**REQUIRED ACTION**
What lines of the data hold the string "format"? Copy them all.

(Items from a dataset)

= = = = =

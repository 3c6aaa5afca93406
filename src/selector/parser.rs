//! Selector Parser
//!
//! Parses token streams into an unresolved selector: steps still carry raw
//! namespace prefixes, resolved later by the compiler against the
//! configuration's namespace map.
//!
//! Grammar:
//! ```text
//! selector  := '/'? step ('/' step)*
//! step      := [prefix ':'] (localName | '*') ('[' predicates ']')*
//! predicates:= predicate ((',' | 'and') predicate)*
//! predicate := '@' [prefix ':'] name '=' value
//!            | 'text()' '=' value
//!            | integer
//! value     := quoted-literal | number
//! ```

use super::lexer::{Lexer, Token};
use super::NameTest;

/// Unresolved selector path
#[derive(Debug, Clone, PartialEq)]
pub struct ParsedSelector {
    pub absolute: bool,
    pub steps: Vec<ParsedStep>,
}

/// One step with its prefix still unresolved
#[derive(Debug, Clone, PartialEq)]
pub struct ParsedStep {
    pub prefix: Option<String>,
    pub name: NameTest,
    pub predicates: Vec<ParsedPredicate>,
}

/// One predicate with attribute prefixes still unresolved
#[derive(Debug, Clone, PartialEq)]
pub enum ParsedPredicate {
    AttributeEquals {
        prefix: Option<String>,
        name: String,
        value: String,
    },
    TextEquals {
        value: String,
    },
    PositionIndex(usize),
}

/// Parse selector text
pub fn parse(text: &str) -> Result<ParsedSelector, String> {
    let tokens = Lexer::new(text).tokenize();
    let mut parser = Parser { tokens, pos: 0 };

    let absolute = parser.eat(&Token::Slash);
    let mut steps = vec![parser.parse_step()?];
    while parser.eat(&Token::Slash) {
        steps.push(parser.parse_step()?);
    }

    match parser.next() {
        Token::Eof => {}
        other => return Err(format!("unexpected trailing token {:?}", other)),
    }

    Ok(ParsedSelector { absolute, steps })
}

struct Parser {
    tokens: Vec<Token>,
    pos: usize,
}

impl Parser {
    fn peek(&self) -> &Token {
        self.tokens.get(self.pos).unwrap_or(&Token::Eof)
    }

    fn next(&mut self) -> Token {
        let token = self.tokens.get(self.pos).cloned().unwrap_or(Token::Eof);
        self.pos += 1;
        token
    }

    fn eat(&mut self, token: &Token) -> bool {
        if self.peek() == token {
            self.pos += 1;
            true
        } else {
            false
        }
    }

    fn parse_step(&mut self) -> Result<ParsedStep, String> {
        let (prefix, name) = match self.next() {
            Token::Name(local) => (None, NameTest::Name(local)),
            Token::Star => (None, NameTest::Any),
            Token::QName { prefix, local } => {
                let test = if local == "*" {
                    NameTest::Any
                } else {
                    NameTest::Name(local)
                };
                (Some(prefix), test)
            }
            other => return Err(format!("expected an element name, found {:?}", other)),
        };

        let mut predicates = Vec::new();
        while self.eat(&Token::LBracket) {
            loop {
                predicates.push(self.parse_predicate()?);
                if self.eat(&Token::Comma) || self.eat(&Token::And) {
                    continue;
                }
                break;
            }
            if !self.eat(&Token::RBracket) {
                return Err("expected ']' to close a predicate list".to_string());
            }
        }

        Ok(ParsedStep {
            prefix,
            name,
            predicates,
        })
    }

    fn parse_predicate(&mut self) -> Result<ParsedPredicate, String> {
        match self.next() {
            Token::At => {
                let (prefix, name) = match self.next() {
                    Token::Name(name) => (None, name),
                    Token::QName { prefix, local } => (Some(prefix), local),
                    other => {
                        return Err(format!(
                            "expected an attribute name after '@', found {:?}",
                            other
                        ))
                    }
                };
                if !self.eat(&Token::Eq) {
                    return Err("expected '=' in an attribute predicate".to_string());
                }
                let value = self.parse_value()?;
                Ok(ParsedPredicate::AttributeEquals {
                    prefix,
                    name,
                    value,
                })
            }
            Token::TextFn => {
                if !self.eat(&Token::Eq) {
                    return Err("expected '=' after 'text()'".to_string());
                }
                let value = self.parse_value()?;
                Ok(ParsedPredicate::TextEquals { value })
            }
            Token::Number(raw) => {
                let index: usize = raw
                    .parse()
                    .map_err(|_| format!("invalid position index '{}'", raw))?;
                if index == 0 {
                    return Err("position predicates are 1-based".to_string());
                }
                Ok(ParsedPredicate::PositionIndex(index))
            }
            other => Err(format!("unexpected predicate token {:?}", other)),
        }
    }

    fn parse_value(&mut self) -> Result<String, String> {
        match self.next() {
            Token::Literal(value) => Ok(value),
            Token::Number(raw) => Ok(raw),
            other => Err(format!(
                "expected a quoted literal or number, found {:?}",
                other
            )),
        }
    }
}
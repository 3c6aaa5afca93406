//! Matching Sessions
//!
//! A `FilterSet` is the immutable, shareable collection of handler bindings;
//! a `MatchSession` is the cheap per-document state that replays one event
//! stream against it. Sessions evaluate selectors incrementally against the
//! live ancestor stack and produce exactly the decisions a buffered
//! whole-tree evaluation of the same document would.

mod evaluator;

use std::sync::Arc;

use tracing::{debug, trace};

use crate::events::{Attribute, QName, StreamHandler};
use crate::visitor::{Capabilities, ElementEnd, ElementStart, HandlerBinding};

use evaluator::{DeferredText, Partial, StreamIndexEvaluator};

/// An immutable set of handler bindings, shared across sessions
#[derive(Debug, Clone)]
pub struct FilterSet {
    bindings: Vec<HandlerBinding>,
}

impl FilterSet {
    pub fn new(bindings: Vec<HandlerBinding>) -> Self {
        debug!(bindings = bindings.len(), "filter set assembled");
        FilterSet { bindings }
    }

    pub fn bindings(&self) -> &[HandlerBinding] {
        &self.bindings
    }

    /// Start a new per-document matching session
    pub fn session(&self) -> MatchSession<'_> {
        MatchSession {
            filter: self,
            evaluator: StreamIndexEvaluator::new(),
            stats: SessionStats::default(),
        }
    }
}

/// Counters accumulated over one session
#[derive(Debug, Clone, Copy, Default, PartialEq, Eq)]
pub struct SessionStats {
    pub elements: usize,
    pub before_fires: usize,
    pub after_fires: usize,
}

/// Per-document matching state driven by the event producer
///
/// Holds only the ancestor stack and counters; all configuration lives in the
/// borrowed `FilterSet`.
pub struct MatchSession<'a> {
    filter: &'a FilterSet,
    evaluator: StreamIndexEvaluator,
    stats: SessionStats,
}

impl<'a> MatchSession<'a> {
    pub fn stats(&self) -> SessionStats {
        self.stats
    }

    /// Selector prefixes that may start matching at this element: partials
    /// inherited from the parent frame, plus a fresh step-0 anchor for every
    /// path allowed to begin here. Relative paths may begin at any depth;
    /// absolute paths only at the root.
    fn candidates(&self, depth: usize) -> Vec<Partial> {
        let mut candidates: Vec<Partial> = self.evaluator.top_partials().to_vec();

        for (index, binding) in self.filter.bindings.iter().enumerate() {
            if let Some(path) = binding.selector_path() {
                if !path.absolute || depth == 0 {
                    candidates.push(Partial {
                        binding: index,
                        path: Arc::clone(path),
                        next_step: 0,
                    });
                }
            }
        }

        // A parent partial and a fresh anchor can coincide; fire once.
        candidates.sort_by_key(|p| (p.binding, p.next_step));
        candidates.dedup_by_key(|p| (p.binding, p.next_step));
        candidates
    }
}

impl StreamHandler for MatchSession<'_> {
    fn start_element(&mut self, name: &QName, attributes: &[Attribute]) {
        let filter = self.filter;
        self.stats.elements += 1;

        let index = self.evaluator.next_sibling_index(name);
        let depth = self.evaluator.depth();
        let candidates = self.candidates(depth);

        self.evaluator.push(name.clone(), attributes.to_vec());

        for candidate in candidates {
            let step = &candidate.path.steps[candidate.next_step];
            if !step.matches_open(name, attributes, index) {
                continue;
            }

            if candidate.next_step + 1 < candidate.path.steps.len() {
                if let Some(frame) = self.evaluator.top_mut() {
                    frame.partials.push(Partial {
                        next_step: candidate.next_step + 1,
                        ..candidate
                    });
                }
                continue;
            }

            // Structurally complete at this element.
            if let Some(expected) = step.text_predicate() {
                if let Some(frame) = self.evaluator.top_mut() {
                    frame.deferred.push(DeferredText {
                        binding: candidate.binding,
                        expected: expected.to_string(),
                    });
                }
                continue;
            }

            let binding = &filter.bindings[candidate.binding];
            if binding.visitor().capabilities().contains(Capabilities::BEFORE) {
                trace!(
                    element = %name,
                    selector = %binding.config().selector,
                    "before visit"
                );
                binding.visitor().before(&ElementStart {
                    name,
                    attributes,
                    index,
                });
                self.stats.before_fires += 1;
            }
            if let Some(frame) = self.evaluator.top_mut() {
                frame.active.push(candidate.binding);
            }
        }
    }

    fn text(&mut self, text: &str) {
        self.evaluator.append_text(text);
    }

    fn end_element(&mut self, name: &QName) {
        let filter = self.filter;

        let frame = match self.evaluator.pop() {
            Some(frame) => frame,
            None => return,
        };

        for deferred in &frame.deferred {
            // Comparison is against whitespace-trimmed direct text.
            if frame.text.trim() != deferred.expected {
                continue;
            }
            let binding = &filter.bindings[deferred.binding];
            if binding.visitor().capabilities().contains(Capabilities::AFTER) {
                trace!(
                    element = %name,
                    selector = %binding.config().selector,
                    "after visit (text predicate)"
                );
                binding.visitor().after(&ElementEnd {
                    name: &frame.name,
                    attributes: &frame.attributes,
                    text: &frame.text,
                });
                self.stats.after_fires += 1;
            }
        }

        for &active in &frame.active {
            let binding = &filter.bindings[active];
            if binding.visitor().capabilities().contains(Capabilities::AFTER) {
                trace!(
                    element = %name,
                    selector = %binding.config().selector,
                    "after visit"
                );
                binding.visitor().after(&ElementEnd {
                    name: &frame.name,
                    attributes: &frame.attributes,
                    text: &frame.text,
                });
                self.stats.after_fires += 1;
            }
        }
    }
}
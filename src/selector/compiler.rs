//! Selector Compiler
//!
//! Resolves parsed selectors against a configuration namespace map and
//! validates them against the target handler's capability set. Compiled
//! paths are immutable and cached in a process-wide LRU keyed by selector
//! text, namespace map and capability bits, so repeated configuration of the
//! same selector is a lookup.

use std::num::NonZeroUsize;
use std::sync::{Arc, Mutex, OnceLock};

use lru::LruCache;
use tracing::debug;

use super::parser::{self, ParsedPredicate, ParsedSelector};
use super::{Predicate, SelectorPath, Step};
use crate::error::ConfigError;
use crate::namespace::NamespaceMap;
use crate::visitor::Capabilities;

/// Handler the selector is being compiled for
///
/// Carries everything a configuration error must name: the handler, its
/// capability set, and the full descriptive binding text.
pub struct TargetHandler<'a> {
    pub resource: &'a str,
    pub capabilities: Capabilities,
    pub binding: &'a str,
}

const CACHE_CAPACITY: usize = 256;

type CacheKey = (String, String, u8);

fn cache() -> &'static Mutex<LruCache<CacheKey, Arc<SelectorPath>>> {
    static CACHE: OnceLock<Mutex<LruCache<CacheKey, Arc<SelectorPath>>>> = OnceLock::new();
    CACHE.get_or_init(|| {
        let capacity = NonZeroUsize::new(CACHE_CAPACITY).unwrap_or(NonZeroUsize::MIN);
        Mutex::new(LruCache::new(capacity))
    })
}

/// Compile selector text into an immutable, shareable selector path
pub fn compile(
    selector: &str,
    namespaces: &NamespaceMap,
    target: &TargetHandler<'_>,
) -> Result<Arc<SelectorPath>, ConfigError> {
    let key = (
        selector.to_string(),
        namespaces.fingerprint(),
        target.capabilities.bits(),
    );

    if let Ok(mut cached) = cache().lock() {
        if let Some(path) = cached.get(&key) {
            return Ok(Arc::clone(path));
        }
    }

    let parsed = parser::parse(selector).map_err(|reason| ConfigError::Syntax {
        selector: selector.to_string(),
        reason,
    })?;

    let path = resolve(parsed, selector, namespaces)?;
    validate(&path, selector, target)?;

    debug!(selector, steps = path.steps.len(), "compiled selector path");

    let path = Arc::new(path);
    if let Ok(mut cached) = cache().lock() {
        cached.put(key, Arc::clone(&path));
    }

    Ok(path)
}

/// Resolve step and attribute prefixes to namespace URIs
fn resolve(
    parsed: ParsedSelector,
    selector: &str,
    namespaces: &NamespaceMap,
) -> Result<SelectorPath, ConfigError> {
    let mut steps = Vec::with_capacity(parsed.steps.len());

    for parsed_step in parsed.steps {
        let namespace = resolve_prefix(parsed_step.prefix.as_deref(), selector, namespaces)?;

        let mut predicates = Vec::with_capacity(parsed_step.predicates.len());
        for predicate in parsed_step.predicates {
            predicates.push(match predicate {
                ParsedPredicate::AttributeEquals {
                    prefix,
                    name,
                    value,
                } => Predicate::AttributeEquals {
                    namespace: resolve_prefix(prefix.as_deref(), selector, namespaces)?,
                    name,
                    value,
                },
                ParsedPredicate::TextEquals { value } => Predicate::TextEquals { value },
                ParsedPredicate::PositionIndex(index) => Predicate::PositionIndex(index),
            });
        }

        steps.push(Step {
            name: parsed_step.name,
            namespace,
            predicates,
        });
    }

    Ok(SelectorPath {
        absolute: parsed.absolute,
        steps,
    })
}

fn resolve_prefix(
    prefix: Option<&str>,
    selector: &str,
    namespaces: &NamespaceMap,
) -> Result<Option<String>, ConfigError> {
    match prefix {
        None => Ok(None),
        Some(prefix) => match namespaces.resolve(prefix) {
            Some(uri) => Ok(Some(uri.to_string())),
            None => Err(ConfigError::UnknownPrefix {
                prefix: prefix.to_string(),
                selector: selector.to_string(),
            }),
        },
    }
}

/// Predicate/capability compatibility checks
///
/// A text() predicate needs the element's full text, which only exists at
/// element-close. It is therefore restricted to the final step, and to
/// handlers whose capability set is exactly after-visit: a handler that also
/// wants before-visit semantics on the same element cannot be given the text
/// at before time, so the binding is rejected outright rather than silently
/// never matching.
fn validate(
    path: &SelectorPath,
    selector: &str,
    target: &TargetHandler<'_>,
) -> Result<(), ConfigError> {
    let last = path.steps.len() - 1;

    for (i, step) in path.steps.iter().enumerate() {
        if step.text_predicate().is_none() {
            continue;
        }

        if i != last {
            return Err(ConfigError::Syntax {
                selector: selector.to_string(),
                reason: "the text() predicate is only allowed on the final step".to_string(),
            });
        }

        if !target.capabilities.is_after_only() {
            return Err(ConfigError::UnsupportedSelector {
                selector: selector.to_string(),
                binding: target.binding.to_string(),
                visitor: target.resource.to_string(),
            });
        }
    }

    Ok(())
}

= = = = =

**ANSWER TO THE EXERCISE**
        other => return Err(format!("unexpected trailing token {:?}", other)),
            other => return Err(format!("expected an element name, found {:?}", other)),
                        return Err(format!(
                    .map_err(|_| format!("invalid position index '{}'", raw))?;
            other => Err(format!("unexpected predicate token {:?}", other)),
            other => Err(format!(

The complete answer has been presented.